I grew up in a house full of odds and ends. A congestion of objects
covered in dust, as if someone were trying to preserve what once had been.
Perhaps because of that, I seem to be in constant search of objects or places
marked by time, working with various reproduction processes to trace or
duplicate reality on a scale of 1:1, in order to keep track of it.
The traces I lift from reality are often ignored by others. For me, a
pile of waste, a stone or a water leak has the potential of an excavation site,
a space of discovery that speaks of our society, of the skin of the world.

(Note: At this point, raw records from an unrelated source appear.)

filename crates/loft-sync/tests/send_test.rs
//! Optimistic-send lifecycle: placeholder, confirmation, rollback, and the
//! race against the push path.

mod common;

use std::sync::Arc;
use std::sync::atomic::Ordering;
use std::time::Duration;

use uuid::Uuid;

use common::MockBackend;
use loft_store::ConversationStore;
use loft_store::dedup::Deduplicator;
use loft_sync::send::{SendCoordinator, SendError};
use loft_types::models::{ConversationKey, ContentError, MessageId, MessageStatus};

fn setup() -> (Arc<MockBackend>, Deduplicator, SendCoordinator) {
    let backend = Arc::new(MockBackend::new());
    let dedup = Deduplicator::new(ConversationStore::new());
    let coordinator = SendCoordinator::new(backend.clone(), dedup.clone());
    (backend, dedup, coordinator)
}

#[tokio::test]
async fn happy_path_yields_exactly_one_confirmed_message() {
    let (_backend, dedup, coordinator) = setup();
    let key = ConversationKey::Chatroom;
    let sender = Uuid::new_v4();

    let id = coordinator
        .send(key.clone(), sender, None, "hello")
        .await
        .unwrap();

    let messages = dedup.store().messages(&key);
    assert_eq!(messages.len(), 1);
    assert_eq!(messages[0].id, id);
    assert_eq!(messages[0].content, "hello");
    assert_eq!(messages[0].status, MessageStatus::Confirmed);
    assert!(matches!(id, MessageId::Durable(_)));
}

#[tokio::test]
async fn failed_insert_rolls_back_and_returns_the_draft() {
    let (backend, dedup, coordinator) = setup();
    let key = ConversationKey::Chatroom;
    backend.fail_next_insert.store(true, Ordering::SeqCst);

    let err = coordinator
        .send(key.clone(), Uuid::new_v4(), None, "  hello  ")
        .await
        .unwrap_err();

    match err {
        SendError::Transport { draft, .. } => assert_eq!(draft, "hello"),
        other => panic!("expected transport error, got {:?}", other),
    }
    // Store reverts to its pre-send state: nothing remains of the attempt.
    assert!(dedup.store().messages(&key).is_empty());
}

#[tokio::test]
async fn validation_errors_mutate_nothing() {
    let (_backend, dedup, coordinator) = setup();
    let key = ConversationKey::Chatroom;
    let sender = Uuid::new_v4();

    let err = coordinator
        .send(key.clone(), sender, None, "   ")
        .await
        .unwrap_err();
    assert!(matches!(err, SendError::Content(ContentError::Empty)));

    let oversized = "x".repeat(1001);
    let err = coordinator
        .send(key.clone(), sender, None, &oversized)
        .await
        .unwrap_err();
    assert!(matches!(
        err,
        SendError::Content(ContentError::TooLong(1001))
    ));

    assert!(dedup.store().messages(&key).is_empty());
}

#[tokio::test]
async fn push_outrunning_the_insert_response_leaves_a_single_entry() {
    let (backend, dedup, coordinator) = setup();
    let key = ConversationKey::Chatroom;
    let sender = Uuid::new_v4();

    // Every insert is mirrored through the deduplicator before the response
    // returns, as if the push notification won the race.
    *backend.mirror.lock().unwrap() = Some(dedup.clone());

    coordinator
        .send(key.clone(), sender, None, "hello")
        .await
        .unwrap();

    let messages = dedup.store().messages(&key);
    assert_eq!(messages.len(), 1);
    assert_eq!(messages[0].status, MessageStatus::Confirmed);
    // No orphaned placeholder either.
    assert!(messages.iter().all(|m| !m.id.is_local()));
}

#[tokio::test]
async fn second_send_while_in_flight_is_rejected() {
    let (backend, _dedup, coordinator) = setup();
    let coordinator = Arc::new(coordinator);
    let key = ConversationKey::Chatroom;
    let sender = Uuid::new_v4();

    *backend.insert_delay.lock().unwrap() = Some(Duration::from_millis(200));

    let first = {
        let coordinator = coordinator.clone();
        let key = key.clone();
        tokio::spawn(async move { coordinator.send(key, sender, None, "first").await })
    };
    tokio::time::sleep(Duration::from_millis(50)).await;

    let err = coordinator
        .send(key.clone(), sender, None, "second")
        .await
        .unwrap_err();
    assert!(matches!(err, SendError::SendInFlight));

    // The first send still completes, and a later send is accepted again.
    first.await.unwrap().unwrap();
    coordinator.send(key, sender, None, "third").await.unwrap();
}

#[tokio::test]
async fn sends_to_different_conversations_are_independent() {
    let (backend, dedup, coordinator) = setup();
    let coordinator = Arc::new(coordinator);
    let me = Uuid::new_v4();
    let peer = Uuid::new_v4();
    let direct = ConversationKey::direct(me, peer);

    *backend.insert_delay.lock().unwrap() = Some(Duration::from_millis(200));

    let slow = {
        let coordinator = coordinator.clone();
        tokio::spawn(async move {
            coordinator
                .send(ConversationKey::Chatroom, me, None, "chatroom")
                .await
        })
    };
    tokio::time::sleep(Duration::from_millis(50)).await;

    // A different conversation is not blocked by the in-flight chatroom send.
    coordinator
        .send(direct.clone(), me, Some(peer), "direct")
        .await
        .unwrap();

    slow.await.unwrap().unwrap();
    assert_eq!(dedup.store().messages(&direct).len(), 1);
    assert_eq!(
        dedup.store().messages(&ConversationKey::Chatroom).len(),
        1
    );
}
use std::collections::{HashMap, HashSet};
use std::sync::Arc;
use std::time::Duration;

use tokio::io::{AsyncBufReadExt, BufReader};
use tracing::{info, warn};
use uuid::Uuid;

use loft_remote::{GatewayChannel, HttpBackend};
use loft_store::ConversationStore;
use loft_store::dedup::Deduplicator;
use loft_sync::backend::ProfileLookup;
use loft_sync::loader::ConversationLoader;
use loft_sync::poll::PollFallback;
use loft_sync::send::{SendCoordinator, SendError};
use loft_sync::subscription::SubscriptionManager;
use loft_types::models::{ConversationKey, MessageId, MessageStatus};

#[tokio::main]
async fn main() -> anyhow::Result<()> {
    // Load .env if present
    let _ = dotenvy::dotenv();

    // Init logging
    tracing_subscriber::fmt()
        .with_env_filter(
            tracing_subscriber::EnvFilter::try_from_default_env()
                .unwrap_or_else(|_| "loft=debug".into()),
        )
        .init();

    // Config
    let api_url =
        std::env::var("LOFT_API_URL").unwrap_or_else(|_| "http://localhost:3000".into());
    let gateway_url = std::env::var("LOFT_GATEWAY_URL")
        .unwrap_or_else(|_| "ws://localhost:3000/gateway".into());
    let token = std::env::var("LOFT_TOKEN").unwrap_or_default();
    let user_id: Uuid = std::env::var("LOFT_USER_ID")?.parse()?;
    let peer_id: Option<Uuid> = match std::env::var("LOFT_PEER_ID") {
        Ok(raw) => Some(raw.parse()?),
        Err(_) => None,
    };
    let poll_secs: u64 = std::env::var("LOFT_POLL_SECS")
        .unwrap_or_else(|_| "60".into())
        .parse()?;

    let key = match peer_id {
        Some(peer) => ConversationKey::direct(user_id, peer),
        None => ConversationKey::Chatroom,
    };

    // Shared state: the store is created here and handed to each component,
    // cleared again on exit.
    let store = ConversationStore::new();
    let dedup = Deduplicator::new(store.clone());
    let backend = Arc::new(HttpBackend::new(api_url, token.clone()));
    let coordinator = SendCoordinator::new(backend.clone(), dedup.clone());
    let loader = Arc::new(ConversationLoader::new(backend.clone(), dedup.clone()));
    let subscriptions = SubscriptionManager::new(
        Arc::new(GatewayChannel::new(gateway_url, token)),
        dedup.clone(),
    );

    let loaded = loader.load(key.clone()).await?;
    info!(%key, loaded, "conversation ready");

    // Push subscription; on failure we fall back to polling alone.
    let handle = match subscriptions.subscribe(key.clone()).await {
        Ok(handle) => Some(handle),
        Err(e) => {
            warn!(error = %e, "push channel unavailable, relying on polling");
            None
        }
    };
    let _poll = PollFallback::spawn(loader.clone(), key.clone(), Duration::from_secs(poll_secs));

    let mut names: HashMap<Uuid, String> = HashMap::new();
    let mut seen: HashSet<MessageId> = HashSet::new();
    render_new(&store, &key, backend.as_ref(), &mut names, &mut seen).await;

    let mut lines = BufReader::new(tokio::io::stdin()).lines();
    let mut render = tokio::time::interval(Duration::from_millis(500));

    loop {
        tokio::select! {
            line = lines.next_line() => {
                let Some(line) = line? else { break };
                if line.trim() == "/quit" {
                    break;
                }
                let receiver_id = key.other_participant(user_id);
                match coordinator.send(key.clone(), user_id, receiver_id, &line).await {
                    Ok(_) => {}
                    Err(SendError::Transport { draft, source }) => {
                        eprintln!("send failed ({}); your draft: {}", source, draft);
                    }
                    Err(e) => eprintln!("{}", e),
                }
            }
            _ = render.tick() => {
                render_new(&store, &key, backend.as_ref(), &mut names, &mut seen).await;
            }
        }
    }

    if let Some(handle) = handle {
        subscriptions.unsubscribe(&handle);
    }
    store.clear();
    info!("session closed");
    Ok(())
}

/// Print entries not shown yet, decorated with display names from the
/// profile service (cached per sender).
async fn render_new(
    store: &ConversationStore,
    key: &ConversationKey,
    profiles: &dyn ProfileLookup,
    names: &mut HashMap<Uuid, String>,
    seen: &mut HashSet<MessageId>,
) {
    for message in store.messages(key) {
        if !seen.insert(message.id) {
            continue;
        }

        let name = match names.get(&message.sender_id) {
            Some(name) => name.clone(),
            None => {
                let name = match profiles.profile(message.sender_id).await {
                    Ok(profile) => profile.display_name,
                    // Decoration only: fall back to a short id.
                    Err(_) => message.sender_id.to_string()[..8].to_string(),
                };
                names.insert(message.sender_id, name.clone());
                name
            }
        };

        match message.status {
            MessageStatus::Pending => {
                println!("[sending] {}: {}", name, message.content)
            }
            _ => println!(
                "[{}] {}: {}",
                message.created_at.format("%H:%M:%S"),
                name,
                message.content
            ),
        }
    }
}
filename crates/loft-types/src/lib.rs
pub mod api;
pub mod events;
pub mod models;
// Authenticated URL construction.
//
// The Doorbird LAN API takes credentials as `http-user` / `http-password`
// query parameters on every endpoint. Values are inserted verbatim: the
// device parses its query string leniently, and escaping here has been
// seen to break logins whose passwords contain reserved characters. A
// credential containing `&` or `#` will therefore produce a wrong URL.

use secrecy::{ExposeSecret, SecretString};

use crate::config::Credentials;

pub const INFO_PATH: &str = "/bha-api/info.cgi";
pub const LIGHT_ON_PATH: &str = "/bha-api/light-on.cgi";
pub const OPEN_DOOR_PATH: &str = "/bha-api/open-door.cgi";
pub const MONITOR_PATH: &str = "/bha-api/monitor.cgi?ring=doorbell,motionsensor";
pub const SNAPSHOT_PATH: &str = "/bha-api/image.cgi";
pub const AUDIO_PATH: &str = "/bha-api/audio-receive.cgi";
pub const VIDEO_PATH: &str = "/bha-api/video.cgi";

/// Builds credentialed URLs for one device.
#[derive(Debug, Clone)]
pub struct UrlBuilder {
    origin: String,
    username: String,
    password: SecretString,
}

impl UrlBuilder {
    /// A bare host becomes `https://{address}`; an address with an explicit
    /// scheme is kept as-is.
    pub fn new(address: &str, credentials: &Credentials) -> Self {
        let address = address.trim_end_matches('/');
        let origin = if address.starts_with("http://") || address.starts_with("https://") {
            address.to_owned()
        } else {
            format!("https://{address}")
        };

        Self {
            origin,
            username: credentials.username.clone(),
            password: credentials.password.clone(),
        }
    }

    /// `scheme://host`, without credentials.
    pub fn origin(&self) -> &str {
        &self.origin
    }

    /// Append the credential pair to `path`, joining with `&` when the path
    /// already has a query string and `?` otherwise.
    pub fn build_url(&self, path: &str) -> String {
        let join = if path.contains('?') { '&' } else { '?' };
        format!(
            "{}{path}{join}http-user={}&http-password={}",
            self.origin,
            self.username,
            self.password.expose_secret()
        )
    }

    /// The `open-door` URL for one relay. The relay id is form-encoded.
    pub fn open_door_url(&self, relay: &str) -> String {
        let query: String = url::form_urlencoded::Serializer::new(String::new())
            .append_pair("r", relay)
            .finish();
        self.build_url(&format!("{OPEN_DOOR_PATH}?{query}"))
    }

    pub fn events_url(&self) -> String {
        self.build_url(MONITOR_PATH)
    }

    /// JPEG snapshot of the current camera frame.
    pub fn snapshot_url(&self) -> String {
        self.build_url(SNAPSHOT_PATH)
    }

    /// G.711 audio stream from the device microphone.
    pub fn audio_url(&self) -> String {
        self.build_url(AUDIO_PATH)
    }

    /// MJPEG video stream.
    pub fn video_url(&self) -> String {
        self.build_url(VIDEO_PATH)
    }
}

Through the practice of drawing or the use of new techniques such as
3D scanning, I analyze the stratifications of time to detect their traces and seize
them to reveal what is around us. I work mainly in my everyday environment
or in places of worn-down memory that respond to collective reflection.
For me, it is not about drawing a self-portrait but about sharing a common
experience. All the processes that I use, are intended to fix time and to put forward
the notion of origin, culture, exchange. By working with primitive materials, I seek
to be in direct contact with a tangible environment. At a time when everything
seems to be accelerating, confronted with a turbulent society, in perpetual change,
I work with slow processes. It makes the work very physical and meditative.
By reporting, point by point, the conditions found on a surface, I make it
palpable, archivable. I am on the lookout for fragments of reality that are about
to disappear, to be forgotten, and I preserve them so as to leave a trace of society.